There’s a lot to be said for having a ‘quiet’ wedding and keeping numbers down.
- It’s more intimate
- You’ll be able to talk to your guests more easily and spend time with them
- You can opt for better quality wines, champagne and maybe a more luxurious venue
- You’ll be making the very most of your budget
- Your invited friends will feel very special
- You probably won’t feel as stressed in the run-up to your wedding
- You’ll also probably find it easier to find a venue that suits you on the day you want it
- If you’re footing the bar bill, you won’t have to worry about it escalating too high
- If you’re feeling super-generous, you can include your guests’ accommodation within the invitation
- You could give every guest a button hole or a corsage for the ladies
- You can make fabulous favours (we really like these mini bottles of sloe gin)
So what constitutes a ‘small’ wedding?
It’s really a wedding that has under 30 guests, and probably less.
Sometimes guests can suffer from ‘wedding fatigue’. Particularly if you’re at the time in your life when you seem to be going to weddings every summer Saturday.
This is when a small wedding really comes into its own. Because you’re only inviting people that you really, really want to be there.
Your guests know that they’re likely to be on a table with people they already know, rather than having to mingle with strangers that they might struggle to find common ground with.
Making the most of a small wedding
As we said, a small wedding is all about intimacy. So how can you choose a venue that reflects this?
Well, first off let’s look at different styles of room. A small wedding actually opens up your options. You can opt for a private room in a hotel kept aside just for you and your guests. Or maybe an art gallery, a barn or a restaurant?
You don’t have to have row by row seating at a small wedding, you could have a circular table.
In fact, you probably don’t need to have seating at all. You could just have guests gather round you as you say your vows.

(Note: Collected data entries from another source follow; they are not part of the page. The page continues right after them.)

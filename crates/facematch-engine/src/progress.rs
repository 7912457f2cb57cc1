//! Batch progress events and orchestrator state.

use serde::{Deserialize, Serialize};
use tokio::sync::mpsc;

/// Channel a caller hands to `match_all` to receive progress.
pub type ProgressSink = mpsc::Sender<ProgressEvent>;

/// Typed progress event, emitted strictly in processing order.
#[derive(Debug, Clone, PartialEq, Serialize, Deserialize)]
#[serde(tag = "type", rename_all = "snake_case")]
pub enum ProgressEvent {
    Initializing {
        owner_id: String,
        reference_faces: usize,
        total_photos: usize,
    },
    Processing {
        /// 1-based index of the photo about to be processed.
        current: usize,
        total: usize,
        photo_id: String,
        /// Estimated time remaining; absent before the first photo finishes.
        eta_ms: Option<u64>,
    },
    MatchFound {
        photo_id: String,
        confidence: f32,
        distance: f32,
    },
    Completed {
        total_matches: usize,
        average_confidence: f32,
        elapsed_ms: u64,
        failed_photos: usize,
    },
    Cancelled {
        processed: usize,
        total: usize,
    },
    Failed {
        reason: String,
    },
}

/// Orchestrator lifecycle, published on a watch channel.
#[derive(Debug, Clone, Copy, PartialEq, Eq, Default, Serialize)]
#[serde(rename_all = "snake_case")]
pub enum BatchState {
    #[default]
    Idle,
    Initializing,
    Processing,
    Completed,
    Cancelled,
    Failed,
}

impl BatchState {
    pub fn is_terminal(self) -> bool {
        matches!(self, BatchState::Completed | BatchState::Cancelled | BatchState::Failed)
    }
}

/// Estimated remaining time: mean time per finished photo times photos left.
pub fn eta_ms(elapsed_ms: u64, done: usize, total: usize) -> Option<u64> {
    if done == 0 {
        return None;
    }
    let remaining = total.saturating_sub(done) as u64;
    Some(elapsed_ms / done as u64 * remaining)
}

#[cfg(test)]
mod tests {
    use super::*;

    #[test]
    fn test_event_wire_shape() {
        let event = ProgressEvent::Processing {
            current: 2,
            total: 5,
            photo_id: "p2".into(),
            eta_ms: Some(300),
        };
        let json = serde_json::to_value(&event).unwrap();
        assert_eq!(json["type"], "processing");
        assert_eq!(json["current"], 2);
        assert_eq!(json["eta_ms"], 300);

        let json = serde_json::to_value(ProgressEvent::MatchFound {
            photo_id: "p".into(),
            confidence: 0.5,
            distance: 0.5,
        })
        .unwrap();
        assert_eq!(json["type"], "match_found");
    }

    #[test]
    fn test_eta() {
        assert_eq!(eta_ms(0, 0, 10), None);
        assert_eq!(eta_ms(400, 2, 10), Some(1600));
        assert_eq!(eta_ms(900, 3, 3), Some(0));
    }

    #[test]
    fn test_terminal_states() {
        assert!(!BatchState::Idle.is_terminal());
        assert!(!BatchState::Processing.is_terminal());
        assert!(BatchState::Cancelled.is_terminal());
        assert!(BatchState::Failed.is_terminal());
    }
}
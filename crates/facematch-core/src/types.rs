use crate::detector::DetectionStrategy;
use crate::quality::{QualityAssessment, QualityMetrics};
use serde::{Deserialize, Serialize};
use std::fmt;
use uuid::Uuid;

/// Required embedding dimensionality. Anything else is a detector contract violation.
pub const EMBEDDING_DIM: usize = 128;

/// Identifier of an accepted observation inside a profile.
pub type ObservationId = Uuid;

/// Opaque reference (path, URL, storage key) to a source image.
#[derive(Debug, Clone, PartialEq, Eq, Hash, PartialOrd, Ord, Serialize, Deserialize)]
#[serde(transparent)]
pub struct ImageRef(String);

impl ImageRef {
    pub fn new(value: impl Into<String>) -> Self {
        Self(value.into())
    }

    pub fn as_str(&self) -> &str {
        &self.0
    }
}

impl fmt::Display for ImageRef {
    fn fmt(&self, f: &mut fmt::Formatter<'_>) -> fmt::Result {
        f.write_str(&self.0)
    }
}

impl From<&str> for ImageRef {
    fn from(value: &str) -> Self {
        Self(value.to_string())
    }
}

impl From<String> for ImageRef {
    fn from(value: String) -> Self {
        Self(value)
    }
}

/// A 2-D landmark point in source-image pixel space.
#[derive(Debug, Clone, Copy, PartialEq, Serialize, Deserialize)]
pub struct Point {
    pub x: f32,
    pub y: f32,
}

impl Point {
    pub fn new(x: f32, y: f32) -> Self {
        Self { x, y }
    }

    pub fn distance(&self, other: &Point) -> f32 {
        ((self.x - other.x).powi(2) + (self.y - other.y).powi(2)).sqrt()
    }
}

/// Face bounding box in source-image pixel space.
#[derive(Debug, Clone, Copy, PartialEq, Serialize, Deserialize)]
pub struct BoundingBox {
    pub x: f32,
    pub y: f32,
    pub width: f32,
    pub height: f32,
}

impl BoundingBox {
    /// Geometric mean of the box sides, `sqrt(width * height)`.
    pub fn face_size(&self) -> f32 {
        (self.width.max(0.0) * self.height.max(0.0)).sqrt()
    }
}

/// Face embedding vector produced by the external detector.
#[derive(Debug, Clone, PartialEq, Serialize, Deserialize)]
#[serde(transparent)]
pub struct Embedding {
    pub values: Vec<f32>,
}

impl Embedding {
    pub fn new(values: Vec<f32>) -> Self {
        Self { values }
    }

    /// True when the vector has exactly [`EMBEDDING_DIM`] finite components.
    pub fn is_valid(&self) -> bool {
        self.values.len() == EMBEDDING_DIM && self.values.iter().all(|v| v.is_finite())
    }

    pub fn len(&self) -> usize {
        self.values.len()
    }

    pub fn is_empty(&self) -> bool {
        self.values.is_empty()
    }
}

/// Borrowed view of a decoded grayscale image handed to a detector.
#[derive(Debug, Clone, Copy)]
pub struct ImageView<'a> {
    pub source: &'a ImageRef,
    /// Grayscale pixel data (width * height bytes).
    pub data: &'a [u8],
    pub width: u32,
    pub height: u32,
}

/// One raw face as returned by a detector, before quality filtering.
#[derive(Debug, Clone, PartialEq, Serialize, Deserialize)]
pub struct RawFace {
    #[serde(rename = "box")]
    pub bbox: BoundingBox,
    #[serde(default)]
    pub landmarks: Vec<Point>,
    #[serde(default)]
    pub embedding: Option<Embedding>,
    pub confidence: f32,
}

/// A detected face with its derived quality assessment.
///
/// Only [`QualityAssessor::observe`](crate::quality::QualityAssessor::observe)
/// builds these, so the quality score always matches the face data.
#[derive(Debug, Clone, Serialize)]
pub struct FaceObservation {
    pub id: ObservationId,
    pub source: ImageRef,
    pub bbox: BoundingBox,
    pub landmarks: Vec<Point>,
    pub embedding: Option<Embedding>,
    pub detector_confidence: f32,
    pub strategy: DetectionStrategy,
    assessment: QualityAssessment,
}

impl FaceObservation {
    pub(crate) fn from_parts(
        face: RawFace,
        strategy: DetectionStrategy,
        source: ImageRef,
        assessment: QualityAssessment,
    ) -> Self {
        Self {
            id: Uuid::new_v4(),
            source,
            bbox: face.bbox,
            landmarks: face.landmarks,
            embedding: face.embedding,
            detector_confidence: face.confidence,
            strategy,
            assessment,
        }
    }

    pub fn quality_score(&self) -> f32 {
        self.assessment.score
    }

    pub fn quality_metrics(&self) -> &QualityMetrics {
        &self.assessment.metrics
    }

    pub fn accepted(&self) -> bool {
        self.assessment.accepted
    }

    pub fn face_size(&self) -> f32 {
        self.bbox.face_size()
    }

    /// The embedding, if present and of the required dimensionality.
    pub fn valid_embedding(&self) -> Option<&Embedding> {
        self.embedding.as_ref().filter(|e| e.is_valid())
    }
}
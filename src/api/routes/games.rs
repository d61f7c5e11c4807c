use axum::extract::{Path, Query, State};
use axum::http::StatusCode;
use axum::Json;
use chrono::Utc;
use serde::Serialize;
use tracing::info;

use crate::api::routes::{load_games, WindowParams};
use crate::api::state::AppState;
use crate::api::ApiError;
use crate::models::{MatchId, MatchRecord, NewGame};
use crate::storage;

#[derive(Debug, Serialize)]
pub struct GameListResponse {
    pub games: Vec<MatchRecord>,
}

#[derive(Debug, Serialize)]
pub struct ClearResponse {
    pub deleted: usize,
}

/// List games newest first, optionally restricted to a year or date range.
pub async fn list_games(
    State(state): State<AppState>,
    Query(params): Query<WindowParams>,
) -> Result<Json<GameListResponse>, ApiError> {
    let games = load_games(&state, params.window())?;
    Ok(Json(GameListResponse { games }))
}

pub async fn create_game(
    State(state): State<AppState>,
    Json(body): Json<NewGame>,
) -> Result<(StatusCode, Json<MatchRecord>), ApiError> {
    let record = body.into_record(Utc::now())?;

    let _guard = state.write_lock.lock().await;
    storage::append_game(&state.storage, &record)?;
    info!(
        "Recorded game {} ({} beat {})",
        record.id,
        record.winning_key(),
        record.losing_key()
    );

    Ok((StatusCode::CREATED, Json(record)))
}

/// Delete one game. Games at or past the delete window are locked.
pub async fn delete_game(
    State(state): State<AppState>,
    Path(id): Path<String>,
) -> Result<Json<MatchRecord>, ApiError> {
    let id: MatchId = id
        .parse()
        .map_err(|_| ApiError::NotFound(format!("Game '{}' not found", id)))?;
    let _guard = state.write_lock.lock().await;

    let game = storage::read_games_where(&state.storage, |g| g.id == id)?
        .into_iter()
        .next()
        .ok_or_else(|| ApiError::NotFound(format!("Game '{}' not found", id)))?;

    let age_days = (Utc::now() - game.created_at).num_days();
    if age_days >= state.stats.delete_window_days {
        return Err(ApiError::Forbidden(format!(
            "Games older than {} days cannot be deleted",
            state.stats.delete_window_days
        )));
    }

    let removed = storage::remove_game(&state.storage, &id)?
        .ok_or_else(|| ApiError::NotFound(format!("Game '{}' not found", id)))?;
    info!("Deleted game {}", removed.id);

    Ok(Json(removed))
}

/// Delete every game.
pub async fn clear_games(State(state): State<AppState>) -> Result<Json<ClearResponse>, ApiError> {
    let _guard = state.write_lock.lock().await;
    let deleted = storage::clear_games(&state.storage)?;
    info!("Cleared {} games", deleted);
    Ok(Json(ClearResponse { deleted }))
}

#[cfg(test)]
mod tests {
    use super::*;
    use crate::api::build_router;
    use crate::api::routes::test_support::*;
    use crate::models::PlayerId;
    use chrono::{Duration, TimeZone};

    fn game_days_ago(days: i64) -> MatchRecord {
        MatchRecord::new(
            [PlayerId::Jab, PlayerId::Kyu],
            [PlayerId::Ji, PlayerId::Meo],
            Utc::now() - Duration::days(days),
        )
    }

    #[tokio::test]
    async fn test_create_and_list_games() {
        let dir = tempfile::tempdir().unwrap();
        let state = setup_test_state(dir.path());

        let (status, json) = post_json(
            build_router(state.clone()),
            "/api/games",
            r#"{"winningTeam":["잡","큐"],"losingTeam":["지","머"]}"#,
        )
        .await;
        assert_eq!(status, StatusCode::CREATED);
        assert_eq!(json["winningTeam"], serde_json::json!(["잡", "큐"]));
        assert!(json["id"].is_string());

        let (status, json) = get_json(build_router(state), "/api/games").await;
        assert_eq!(status, StatusCode::OK);
        assert_eq!(json["games"].as_array().unwrap().len(), 1);
    }

    #[tokio::test]
    async fn test_create_game_rejects_invalid() {
        let dir = tempfile::tempdir().unwrap();
        let state = setup_test_state(dir.path());

        let (status, json) = post_json(
            build_router(state.clone()),
            "/api/games",
            r#"{"winningTeam":["잡","잡"],"losingTeam":["지","머"]}"#,
        )
        .await;
        assert_eq!(status, StatusCode::BAD_REQUEST);
        assert_eq!(json["error"]["code"], "BAD_REQUEST");

        let (status, _) = post_json(
            build_router(state.clone()),
            "/api/games",
            r#"{"winningTeam":["잡","X"],"losingTeam":["지","머"]}"#,
        )
        .await;
        assert_eq!(status, StatusCode::BAD_REQUEST);

        let (status, _) = post_json(build_router(state.clone()), "/api/games", "{}").await;
        assert_eq!(status, StatusCode::BAD_REQUEST);

        // Nothing was written
        assert!(storage::read_games(&state.storage).unwrap().is_empty());
    }

    #[tokio::test]
    async fn test_list_games_by_year_newest_first() {
        let dir = tempfile::tempdir().unwrap();
        let state = setup_test_state(dir.path());
        let w = [PlayerId::Jab, PlayerId::Kyu];
        let l = [PlayerId::Ji, PlayerId::Woong];
        seed_games(
            &state,
            &[
                MatchRecord::new(w, l, Utc.with_ymd_and_hms(2024, 6, 1, 3, 0, 0).unwrap()),
                MatchRecord::new(w, l, Utc.with_ymd_and_hms(2025, 2, 1, 3, 0, 0).unwrap()),
                MatchRecord::new(w, l, Utc.with_ymd_and_hms(2025, 5, 1, 3, 0, 0).unwrap()),
            ],
        );

        let (status, json) = get_json(build_router(state), "/api/games?year=2025").await;
        assert_eq!(status, StatusCode::OK);
        let games = json["games"].as_array().unwrap();
        assert_eq!(games.len(), 2);
        assert!(games[0]["createdAt"].as_str().unwrap().starts_with("2025-05-01"));
        assert!(games[1]["createdAt"].as_str().unwrap().starts_with("2025-02-01"));
    }

    #[tokio::test]
    async fn test_delete_recent_game() {
        let dir = tempfile::tempdir().unwrap();
        let state = setup_test_state(dir.path());
        let game = game_days_ago(1);
        seed_games(&state, &[game.clone()]);

        let uri = format!("/api/games/{}", game.id);
        let (status, json) = delete_json(build_router(state.clone()), &uri).await;
        assert_eq!(status, StatusCode::OK);
        assert_eq!(json["id"], game.id.as_str());
        assert!(storage::read_games(&state.storage).unwrap().is_empty());
    }

    #[tokio::test]
    async fn test_delete_old_game_forbidden() {
        let dir = tempfile::tempdir().unwrap();
        let state = setup_test_state(dir.path());
        let game = game_days_ago(30);
        seed_games(&state, &[game.clone()]);

        let uri = format!("/api/games/{}", game.id);
        let (status, json) = delete_json(build_router(state.clone()), &uri).await;
        assert_eq!(status, StatusCode::FORBIDDEN);
        assert_eq!(json["error"]["code"], "FORBIDDEN");
        assert_eq!(storage::read_games(&state.storage).unwrap().len(), 1);
    }

    #[tokio::test]
    async fn test_delete_unknown_game() {
        let dir = tempfile::tempdir().unwrap();
        let state = setup_test_state(dir.path());

        let (status, _) = delete_json(build_router(state.clone()), "/api/games/nope").await;
        assert_eq!(status, StatusCode::NOT_FOUND);

        let (status, _) =
            delete_json(build_router(state), "/api/games/0123456789abcdef").await;
        assert_eq!(status, StatusCode::NOT_FOUND);
    }

    #[tokio::test]
    async fn test_clear_games() {
        let dir = tempfile::tempdir().unwrap();
        let state = setup_test_state(dir.path());
        seed_games(&state, &[game_days_ago(1), game_days_ago(40)]);

        let (status, json) = delete_json(build_router(state.clone()), "/api/games").await;
        assert_eq!(status, StatusCode::OK);
        assert_eq!(json["deleted"], 2);
        assert!(storage::read_games(&state.storage).unwrap().is_empty());
    }
}
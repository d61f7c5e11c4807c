//! Calendar handling in the displayed time zone (UTC+9) and query windows.

use chrono::{DateTime, Datelike, Duration, NaiveDate, Utc};
use serde::{Deserialize, Serialize};

/// Offset of the displayed calendar from UTC.
pub const DISPLAY_UTC_OFFSET_HOURS: i64 = 9;

/// Calendar date of `ts` as seen in the displayed time zone.
pub fn local_date(ts: DateTime<Utc>) -> NaiveDate {
    (ts + Duration::hours(DISPLAY_UTC_OFFSET_HOURS)).date_naive()
}

/// Year of `ts` in the displayed time zone.
pub fn local_year(ts: DateTime<Utc>) -> i32 {
    local_date(ts).year()
}

/// Month (1-12) of `ts` in the displayed time zone.
pub fn local_month(ts: DateTime<Utc>) -> u32 {
    local_date(ts).month()
}

/// UTC instant of `h:m:s` local time on `date`.
fn local_to_utc(date: NaiveDate, h: u32, m: u32, s: u32) -> Option<DateTime<Utc>> {
    let naive = date.and_hms_opt(h, m, s)?;
    Some(naive.and_utc() - Duration::hours(DISPLAY_UTC_OFFSET_HOURS))
}

/// Inclusive time window used to filter records.
#[derive(Debug, Clone, Copy, PartialEq, Eq, Serialize, Deserialize)]
pub struct TimeWindow {
    pub from: DateTime<Utc>,
    pub to: DateTime<Utc>,
}

impl TimeWindow {
    /// Jan 1 00:00:00 through Dec 31 23:59:59, local time.
    pub fn for_year(year: i32) -> Option<Self> {
        let from = local_to_utc(NaiveDate::from_ymd_opt(year, 1, 1)?, 0, 0, 0)?;
        let to = local_to_utc(NaiveDate::from_ymd_opt(year, 12, 31)?, 23, 59, 59)?;
        Some(Self { from, to })
    }

    /// `start` 00:00:00 through `end` 23:59:59, local time.
    pub fn for_dates(start: NaiveDate, end: NaiveDate) -> Option<Self> {
        Some(Self {
            from: local_to_utc(start, 0, 0, 0)?,
            to: local_to_utc(end, 23, 59, 59)?,
        })
    }

    /// Resolve query parameters: a non-empty year wins over a date range,
    /// even when it does not parse; anything unparseable means no filter.
    pub fn from_params(
        year: Option<&str>,
        start_date: Option<&str>,
        end_date: Option<&str>,
    ) -> Option<Self> {
        if let Some(year) = year.map(str::trim).filter(|y| !y.is_empty()) {
            return Self::for_year(year.parse().ok()?);
        }
        let start = NaiveDate::parse_from_str(start_date?, "%Y-%m-%d").ok()?;
        let end = NaiveDate::parse_from_str(end_date?, "%Y-%m-%d").ok()?;
        Self::for_dates(start, end)
    }

    pub fn contains(&self, ts: DateTime<Utc>) -> bool {
        ts >= self.from && ts <= self.to
    }
}

/// Distinct local years present in `timestamps`, newest first.
pub fn available_years<I>(timestamps: I) -> Vec<i32>
where
    I: IntoIterator<Item = DateTime<Utc>>,
{
    let mut years: Vec<i32> = timestamps.into_iter().map(local_year).collect();
    years.sort_unstable_by(|a, b| b.cmp(a));
    years.dedup();
    years
}
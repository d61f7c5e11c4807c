//! Rank movement across sessions.

use serde::Serialize;
use std::collections::BTreeMap;

use super::Session;
use crate::models::{PlayerId, ROSTER};

/// A player's biggest single-step cumulative rank movement.
///
/// `change` is positive for a rise and negative for a fall. `best` and
/// `worst` are the ranks on either side of that step.
#[derive(Debug, Clone, Copy, PartialEq, Eq, Serialize)]
#[serde(rename_all = "camelCase")]
pub struct RankChange {
    pub best: u32,
    pub worst: u32,
    pub change: i32,
    pub best_session: Option<usize>,
    pub worst_session: Option<usize>,
    /// Cumulative rank after the first and last session
    pub early: u32,
    pub late: u32,
}

#[derive(Debug, Clone, Default, PartialEq, Eq, Serialize)]
#[serde(rename_all = "camelCase")]
pub struct RankChangeReport {
    pub changes: BTreeMap<PlayerId, RankChange>,
    pub first_session: Option<usize>,
    pub last_session: Option<usize>,
}

/// Largest rise and largest fall between consecutive sessions, per player.
///
/// Rise and fall are tracked independently over the whole scan; the larger
/// magnitude is reported and a fall wins an exact tie. A player who never
/// moves reports the last/first ranks as best/worst.
pub fn rank_changes(sessions: &[Session]) -> RankChangeReport {
    let mut ordered: Vec<&Session> = sessions.iter().collect();
    ordered.sort_by_key(|s| s.start_date);

    let (Some(first), Some(last)) = (ordered.first().copied(), ordered.last().copied()) else {
        return RankChangeReport::default();
    };

    let changes = ROSTER
        .iter()
        .map(|&player| (player, player_change(player, &ordered, first, last)))
        .collect();

    RankChangeReport {
        changes,
        first_session: Some(first.index),
        last_session: Some(last.index),
    }
}

fn player_change(player: PlayerId, ordered: &[&Session], first: &Session, last: &Session) -> RankChange {
    let mut max_rise = 0i32;
    let mut max_fall = 0i32;
    let mut rise: Option<(&Session, &Session)> = None;
    let mut fall: Option<(&Session, &Session)> = None;

    for pair in ordered.windows(2) {
        let (prev, next) = (pair[0], pair[1]);
        let delta = prev.cumulative_rank(player) as i32 - next.cumulative_rank(player) as i32;

        if delta > max_rise {
            max_rise = delta;
            rise = Some((prev, next));
        }
        if delta < max_fall {
            max_fall = delta;
            fall = Some((prev, next));
        }
    }

    let early = first.cumulative_rank(player);
    let late = last.cumulative_rank(player);

    match (fall, rise) {
        (Some((from, to)), _) if max_fall.abs() > max_rise => RankChange {
            best: from.cumulative_rank(player),
            worst: to.cumulative_rank(player),
            change: max_fall,
            best_session: Some(from.index),
            worst_session: Some(to.index),
            early,
            late,
        },
        (_, Some((from, to))) if max_rise > 0 => RankChange {
            best: to.cumulative_rank(player),
            worst: from.cumulative_rank(player),
            change: max_rise,
            best_session: Some(to.index),
            worst_session: Some(from.index),
            early,
            late,
        },
        _ => RankChange {
            best: late,
            worst: early,
            change: early as i32 - late as i32,
            best_session: Some(last.index),
            worst_session: Some(first.index),
            early,
            late,
        },
    }
}

#[cfg(test)]
mod tests {
    use super::*;
    use crate::calculate::segment_sessions;
    use crate::calculate::test_support::*;
    use crate::models::MatchRecord;

    const DAY: i64 = 60 * 24;

    /// Three sessions ten days apart.
    fn three_sessions() -> Vec<MatchRecord> {
        vec![
            // Session 1: A,B 1/1; C,D 0/1; E absent
            game_at([A, B], [C, D], 0),
            // Session 2: cumulative B 1/1, E 1/1, A 1/2, C 1/2, D 0/2
            game_at([C, E], [A, D], 10 * DAY),
            // Session 3: cumulative E 3/3, C 2/3, B 1/3, D 1/3, A 1/4
            game_at([C, E], [A, B], 20 * DAY),
            game_at([D, E], [A, B], 20 * DAY + 1),
        ]
    }

    #[test]
    fn test_rise_and_fall() {
        let sessions = segment_sessions(&three_sessions());
        assert_eq!(sessions.len(), 3);

        // E cumulative ranks: 5 -> 1 -> 1
        assert_eq!(sessions[0].cumulative_rank(E), 5);
        assert_eq!(sessions[1].cumulative_rank(E), 1);

        let report = rank_changes(&sessions);
        assert_eq!(report.first_session, Some(1));
        assert_eq!(report.last_session, Some(3));

        let e = report.changes[&E];
        assert_eq!(e.change, 4);
        assert_eq!(e.best, 1);
        assert_eq!(e.worst, 5);
        assert_eq!(e.best_session, Some(2));
        assert_eq!(e.worst_session, Some(1));
        assert_eq!((e.early, e.late), (5, 1));

        // A cumulative ranks: 1 -> 3 -> 5; the first fall of 2 is kept
        let a = report.changes[&A];
        assert_eq!(a.change, -2);
        assert_eq!(a.best, 1);
        assert_eq!(a.worst, 3);
        assert_eq!(a.best_session, Some(1));
        assert_eq!(a.worst_session, Some(2));
    }

    /// A bare session carrying only cumulative ranks in roster order.
    fn ranked_session(index: usize, ranks: [u32; 5]) -> Session {
        let start_date = base_time().date_naive() + chrono::Duration::days(10 * index as i64);
        let cumulative_ranks: BTreeMap<PlayerId, u32> = ROSTER.iter().copied().zip(ranks).collect();
        Session {
            index,
            year: 2025,
            month: 3,
            start_date,
            end_date: start_date,
            session_ranks: cumulative_ranks.clone(),
            cumulative_ranks,
            matches: Vec::new(),
        }
    }

    #[test]
    fn test_rise_wins_tie() {
        // B: 1 -> 3 -> 1, a fall and a rise of equal size
        let sessions = vec![
            ranked_session(1, [2, 1, 3, 4, 5]),
            ranked_session(2, [1, 3, 2, 4, 5]),
            ranked_session(3, [2, 1, 3, 4, 5]),
        ];
        let b = rank_changes(&sessions).changes[&B];
        assert_eq!(b.change, 2);
        assert_eq!(b.best, 1);
        assert_eq!(b.worst, 3);
        assert_eq!(b.best_session, Some(3));
        assert_eq!(b.worst_session, Some(2));
    }

    #[test]
    fn test_larger_rise_beats_smaller_fall() {
        // D: 4 -> 5 -> 2
        let sessions = vec![
            ranked_session(1, [1, 2, 3, 4, 5]),
            ranked_session(2, [1, 2, 3, 5, 4]),
            ranked_session(3, [1, 3, 4, 2, 5]),
        ];
        let d = rank_changes(&sessions).changes[&D];
        assert_eq!(d.change, 3);
        assert_eq!(d.best, 2);
        assert_eq!(d.worst, 5);
        assert_eq!(d.best_session, Some(3));
        assert_eq!(d.worst_session, Some(2));
        assert_eq!((d.early, d.late), (4, 2));
    }

    #[test]
    fn test_sessions_ordered_by_start_date() {
        let sessions = vec![
            ranked_session(2, [1, 2, 3, 4, 5]),
            ranked_session(1, [5, 2, 3, 4, 1]),
        ];
        let report = rank_changes(&sessions);
        assert_eq!(report.first_session, Some(1));
        assert_eq!(report.last_session, Some(2));
        assert_eq!(report.changes[&A].change, 4);
    }

    #[test]
    fn test_single_session_has_no_movement() {
        let sessions = segment_sessions(&[game_at([A, B], [C, D], 0)]);
        let report = rank_changes(&sessions);
        let c = report.changes[&C];
        assert_eq!(c.change, 0);
        assert_eq!(c.best, c.late);
        assert_eq!(c.worst, c.early);
        assert_eq!(c.best_session, Some(1));
    }

    #[test]
    fn test_no_sessions() {
        let report = rank_changes(&[]);
        assert!(report.changes.is_empty());
        assert_eq!(report.first_session, None);
    }
}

At the actual marriage ceremony, you could give guests named seating, if you want people to sit in a particular place.
You could put envelopes of confetti (or rose petals) at each place for guests to throw at the happy couple when they are walking out as newly weds.
At the reception, don’t have multiple tables. You could just have one long family table, so you can sit with your guests.
Cocktail bars are affordable
We love the idea of having a cocktail bar. You can have a cocktail making expert to make up cocktails from a list – and because numbers are small there’s not going to be much of a queue, ever. (Although if there is a little wait, that’s a great place for people to be able to catch up with one another.)
We also like the idea of serving mini bottles of champagne or prosecco to guests. Because you’re having small numbers, this is also an affordable and fun way of offering drinks.
Keeping it small – some advice
If your heart (and budget) are set on a small wedding, here’s what you have to do
- Don’t invite people because you think you have to
- Only invite people who really mean a lot to you
- That means you don’t have to invite distant cousins, aunts and uncles you never see, brothers and sisters you really don’t get on with
- Ignore hints from colleagues, your hairdresser, next door neighbours. It’s your day and you’re paying for it. So do it your way!
- Don’t invite children
- No plus ones – only serious boyfriends and girlfriends
- Pick a small wedding venue so you really can’t enlarge the numbers (and you can use the venue as an excuse if anybody starts asking questions!)